DXP Enterprises closed a refinancing of its existing Senior Secured Term Loan B and raised an additional $205 million, bringing the total balance to $848 million. The new debt matures on October 13 2030 and is priced at Term SOFR plus a 3.25 percent margin, a 50‑basis‑point reduction from the previous 3.75 percent margin on the $643 million of existing borrowings.
The refinancing delivers an estimated $3.2 million in annual interest savings, lowering the company’s effective borrowing cost and improving its pro‑forma net debt‑to‑EBITDA ratio to 2.8:1. The lower cost also frees cash that DXP can deploy to pay down other debt, fund capital expenditures, and pursue acquisitions within its water and wastewater platform.
DXP’s financial performance over the past year has accelerated: sales rose from $1.0 billion in 2020 to $1.96 billion for the twelve months ended September 30 2025, while adjusted EBITDA grew from $64.9 million to over $225 million. The refinancing aligns with the company’s strategy to scale its water and wastewater business, which has recently added Pump Solutions (closed December 1 2025) and Triangle Pump & Equipment (announced November 4 2025).
Chairman and CEO David R. Little said the transaction “reinforces DXP’s strong financial foundation and positions the company to accelerate growth in 2026.” CFO Kent Yee added that the interest savings “provide additional flexibility for future capital allocation and support our ongoing investment in high‑return opportunities.”

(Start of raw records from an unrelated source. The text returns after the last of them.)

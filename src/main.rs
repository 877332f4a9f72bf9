use geojson_validate::output::{Output, Summary};
use geojson_validate::routes::{ROUTES, SCHEMAS};
use geojson_validate::{check, Input, Validator};
use log::info;
use serde::Serialize;
use serde_json::to_string;
use std::error::Error;
use std::fs::File;
use std::io::{self, BufReader, BufWriter, Write};
use std::path::PathBuf;
use std::process;
use structopt::StructOpt;

#[derive(StructOpt)]
#[structopt(name = "geojson_validate", about = "Validate GeoJSON objects (RFC 7946)")]
enum Opt {
    /// Validate GeoJSON documents and report one line per document
    Check {
        /// Only check nesting and numeric positions (no ring closure, arity or size rules)
        #[structopt(short, long)]
        permissive: bool,
        /// Report every malformed feature or geometry instead of the first one
        #[structopt(short, long)]
        collect_all: bool,
        /// Read newline-delimited GeoJSON, one object per line
        #[structopt(short, long)]
        lines: bool,
        /// Human readable output instead of JSON lines
        #[structopt(short, long)]
        text: bool,
        /// Input file, stdin if omitted
        #[structopt(parse(from_os_str))]
        input: Option<PathBuf>,
    },
    /// Print the declared API routes as JSON lines
    Routes,
    /// Print the request and response shapes referenced by the routes
    Schemas,
}

fn run_check(
    permissive: bool,
    collect_all: bool,
    lines: bool,
    text: bool,
    input: Option<PathBuf>,
) -> Result<Summary, Box<dyn Error>> {
    let mut validator = Validator::new();
    if permissive {
        validator = validator.permissive();
    }
    if collect_all {
        validator = validator.collect_all();
    }
    let mode = if lines { Input::Lines } else { Input::Document };

    let reports = match input {
        Some(path) => {
            info!("checking {}", path.display());
            check(BufReader::new(File::open(path)?), &validator, mode)?
        }
        None => {
            let stdin = io::stdin();
            let reports = check(stdin.lock(), &validator, mode)?;
            reports
        }
    };

    let stdout = io::stdout();
    let mut handle = BufWriter::new(stdout.lock());
    if text {
        reports.write_text(&mut handle)?;
    } else {
        reports.write_json_lines(&mut handle)?;
    }
    handle.flush()?;

    let summary = Summary::from(reports.as_slice());
    info!("{} valid, {} invalid", summary.valid, summary.invalid);
    Ok(summary)
}

fn print_json_lines<T: Serialize>(items: &[T]) -> Result<(), Box<dyn Error>> {
    let stdout = io::stdout();
    let mut handle = BufWriter::new(stdout.lock());
    for item in items {
        writeln!(handle, "{}", to_string(item)?)?;
    }
    handle.flush()?;
    Ok(())
}

fn main() -> Result<(), Box<dyn Error>> {
    env_logger::init();

    match Opt::from_args() {
        Opt::Check {
            permissive,
            collect_all,
            lines,
            text,
            input,
        } => {
            let summary = run_check(permissive, collect_all, lines, text, input)?;
            if summary.invalid > 0 {
                process::exit(1);
            }
        }
        Opt::Routes => print_json_lines(ROUTES)?,
        Opt::Schemas => print_json_lines(SCHEMAS)?,
    }
    Ok(())
}
//! Route catalogue of the mock APIs and the two geometry endpoints.
//!
//! The catalogue only describes routes and their request and response shapes,
//! it does not dispatch requests. The geometry endpoints are plain functions
//! from request body to [`Reply`], to be mounted by whatever web framework
//! hosts them.

use super::geojson::{GeoJsonType, Geometry};
use super::output::JSONError;
use super::validate::Validator;
use log::debug;
use serde::Serialize;
use serde_json::{json, Value};

#[derive(Serialize, Debug, Clone, Copy, PartialEq, Eq)]
#[serde(rename_all = "UPPERCASE")]
pub enum Method {
    Get,
    Post,
    Put,
    Delete,
}

#[derive(Serialize, Debug, Clone, Copy, PartialEq, Eq)]
#[serde(rename_all = "lowercase")]
pub enum Group {
    Tasks,
    Auth,
    Marketplace,
    Geojson,
    Petstore,
}

#[derive(Serialize, Debug, Clone, Copy, PartialEq, Eq)]
#[serde(rename_all = "lowercase")]
pub enum Location {
    Path,
    Query,
    Header,
}

/// A path, query or header parameter. Path parameters are always required.
#[derive(Serialize, Debug, Clone, Copy)]
pub struct Param {
    pub name: &'static str,
    #[serde(rename = "in")]
    pub location: Location,
    pub kind: &'static str,
    pub required: bool,
}

/// Request body, `schema` names an entry of [`SCHEMAS`] or a primitive.
/// A `[]` suffix marks an array of that schema.
#[derive(Serialize, Debug, Clone, Copy)]
pub struct Body {
    pub schema: &'static str,
    pub required: bool,
}
use serde::Serialize;
use serde_json::{Map, Number, Value};
use std::fmt;
use std::str::FromStr;

/// The nine type literals of RFC 7946.
#[derive(Debug, Clone, Copy, PartialEq, Eq, Hash)]
pub enum GeoJsonType {
    Feature,
    FeatureCollection,
    Point,
    MultiPoint,
    LineString,
    MultiLineString,
    Polygon,
    MultiPolygon,
    GeometryCollection,
}

impl GeoJsonType {
    pub fn as_str(self) -> &'static str {
        use GeoJsonType::*;

        match self {
            Feature => "Feature",
            FeatureCollection => "FeatureCollection",
            Point => "Point",
            MultiPoint => "MultiPoint",
            LineString => "LineString",
            MultiLineString => "MultiLineString",
            Polygon => "Polygon",
            MultiPolygon => "MultiPolygon",
            GeometryCollection => "GeometryCollection",
        }
    }

    pub fn is_geometry(self) -> bool {
        !matches!(self, GeoJsonType::Feature | GeoJsonType::FeatureCollection)
    }
}

impl FromStr for GeoJsonType {
    type Err = ();

    fn from_str(s: &str) -> Result<Self, Self::Err> {
        use GeoJsonType::*;

        let kind = match s {
            "Feature" => Feature,
            "FeatureCollection" => FeatureCollection,
            "Point" => Point,
            "MultiPoint" => MultiPoint,
            "LineString" => LineString,
            "MultiLineString" => MultiLineString,
            "Polygon" => Polygon,
            "MultiPolygon" => MultiPolygon,
            "GeometryCollection" => GeometryCollection,
            _ => return Err(()),
        };
        Ok(kind)
    }
}

impl fmt::Display for GeoJsonType {
    fn fmt(&self, f: &mut fmt::Formatter<'_>) -> fmt::Result {
        f.write_str(self.as_str())
    }
}

/// Longitude, latitude and an optional altitude.
#[derive(Serialize, Debug, Clone, PartialEq)]
#[serde(transparent)]
pub struct Position(pub Vec<f64>);

impl Position {
    pub fn lon(&self) -> f64 {
        self.0[0]
    }

    pub fn lat(&self) -> f64 {
        self.0[1]
    }

    pub fn alt(&self) -> Option<f64> {
        self.0.get(2).copied()
    }
}

impl From<(f64, f64)> for Position {
    fn from(coordinates: (f64, f64)) -> Self {
        Position(vec![coordinates.0, coordinates.1])
    }
}

impl From<&Position> for (f64, f64) {
    fn from(position: &Position) -> Self {
        (position.lon(), position.lat())
    }
}

/// Flat `[min_0, .., min_n, max_0, .., max_n]` bounding box.
#[derive(Serialize, Debug, Clone, PartialEq)]
#[serde(transparent)]
pub struct Bbox(pub Vec<f64>);

impl Bbox {
    pub fn dimensions(&self) -> usize {
        self.0.len() / 2
    }

    pub fn min(&self, axis: usize) -> f64 {
        self.0[axis]
    }

    pub fn max(&self, axis: usize) -> f64 {
        self.0[self.dimensions() + axis]
    }
}

pub type LineStringCoordinates = Vec<Position>;
pub type LinearRing = Vec<Position>;
pub type PolygonCoordinates = Vec<LinearRing>;

#[derive(Serialize, Debug, Clone, PartialEq)]
#[serde(tag = "type")]
pub enum Geometry {
    Point {
        coordinates: Position,
        #[serde(skip_serializing_if = "Option::is_none")]
        bbox: Option<Bbox>,
    },
    MultiPoint {
        coordinates: Vec<Position>,
        #[serde(skip_serializing_if = "Option::is_none")]
        bbox: Option<Bbox>,
    },
    LineString {
        coordinates: LineStringCoordinates,
        #[serde(skip_serializing_if = "Option::is_none")]
        bbox: Option<Bbox>,
    },
    MultiLineString {
        coordinates: Vec<LineStringCoordinates>,
        #[serde(skip_serializing_if = "Option::is_none")]
        bbox: Option<Bbox>,
    },
    Polygon {
        coordinates: PolygonCoordinates,
        #[serde(skip_serializing_if = "Option::is_none")]
        bbox: Option<Bbox>,
    },
    MultiPolygon {
        coordinates: Vec<PolygonCoordinates>,
        #[serde(skip_serializing_if = "Option::is_none")]
        bbox: Option<Bbox>,
    },
    GeometryCollection {
        geometries: Vec<Geometry>,
        #[serde(skip_serializing_if = "Option::is_none")]
        bbox: Option<Bbox>,
    },
}

impl Geometry {
    pub fn kind(&self) -> GeoJsonType {
        match self {
            Geometry::Point { .. } => GeoJsonType::Point,
            Geometry::MultiPoint { .. } => GeoJsonType::MultiPoint,
            Geometry::LineString { .. } => GeoJsonType::LineString,
            Geometry::MultiLineString { .. } => GeoJsonType::MultiLineString,
            Geometry::Polygon { .. } => GeoJsonType::Polygon,
            Geometry::MultiPolygon { .. } => GeoJsonType::MultiPolygon,
            Geometry::GeometryCollection { .. } => GeoJsonType::GeometryCollection,
        }
    }

    pub fn bbox(&self) -> Option<&Bbox> {
        match self {
            Geometry::Point { bbox, .. }
            | Geometry::MultiPoint { bbox, .. }
            | Geometry::LineString { bbox, .. }
            | Geometry::MultiLineString { bbox, .. }
            | Geometry::Polygon { bbox, .. }
            | Geometry::MultiPolygon { bbox, .. }
            | Geometry::GeometryCollection { bbox, .. } => bbox.as_ref(),
        }
    }

    /// Every position of the geometry, depth first.
    pub fn positions(&self) -> Vec<&Position> {
        match self {
            Geometry::Point { coordinates, .. } => vec![coordinates],
            Geometry::MultiPoint { coordinates, .. } | Geometry::LineString { coordinates, .. } => {
                coordinates.iter().collect()
            }
            Geometry::MultiLineString { coordinates, .. } | Geometry::Polygon { coordinates, .. } => {
                coordinates.iter().flatten().collect()
            }
            Geometry::MultiPolygon { coordinates, .. } => {
                coordinates.iter().flatten().flatten().collect()
            }
            Geometry::GeometryCollection { geometries, .. } => {
                geometries.iter().flat_map(Geometry::positions).collect()
            }
        }
    }
}

#[derive(Serialize, Debug, Clone, PartialEq)]
#[serde(untagged)]
pub enum FeatureId {
    String(String),
    Number(Number),
}

#[derive(Serialize, Debug, Clone, PartialEq)]
#[serde(tag = "type", rename = "Feature")]
pub struct Feature {
    #[serde(skip_serializing_if = "Option::is_none")]
    pub id: Option<FeatureId>,
    pub geometry: Option<Geometry>,
    pub properties: Option<Map<String, Value>>,
    #[serde(skip_serializing_if = "Option::is_none")]
    pub bbox: Option<Bbox>,
}

impl Feature {
    pub fn property(&self, key: &str) -> Option<&Value> {
        self.properties.as_ref()?.get(key)
    }
}

#[derive(Serialize, Debug, Clone, PartialEq)]
#[serde(tag = "type", rename = "FeatureCollection")]
pub struct FeatureCollection {
    pub features: Vec<Feature>,
    #[serde(skip_serializing_if = "Option::is_none")]
    pub bbox: Option<Bbox>,
}

/// Any top-level GeoJSON object.
#[derive(Serialize, Debug, Clone, PartialEq)]
#[serde(untagged)]
pub enum GeoJson {
    Geometry(Geometry),
    Feature(Feature),
    FeatureCollection(FeatureCollection),
}

impl GeoJson {
    pub fn kind(&self) -> GeoJsonType {
        match self {
            GeoJson::Geometry(geometry) => geometry.kind(),
            GeoJson::Feature(_) => GeoJsonType::Feature,
            GeoJson::FeatureCollection(_) => GeoJsonType::FeatureCollection,
        }
    }
}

With the new debt structure, DXP maintains a long‑term horizon and a lower leverage profile, giving management confidence to continue expanding its portfolio while keeping interest expense under control. The refinancing is a key component of DXP’s broader capital allocation strategy, which prioritizes debt reduction, strategic acquisitions, and reinvestment in core operations.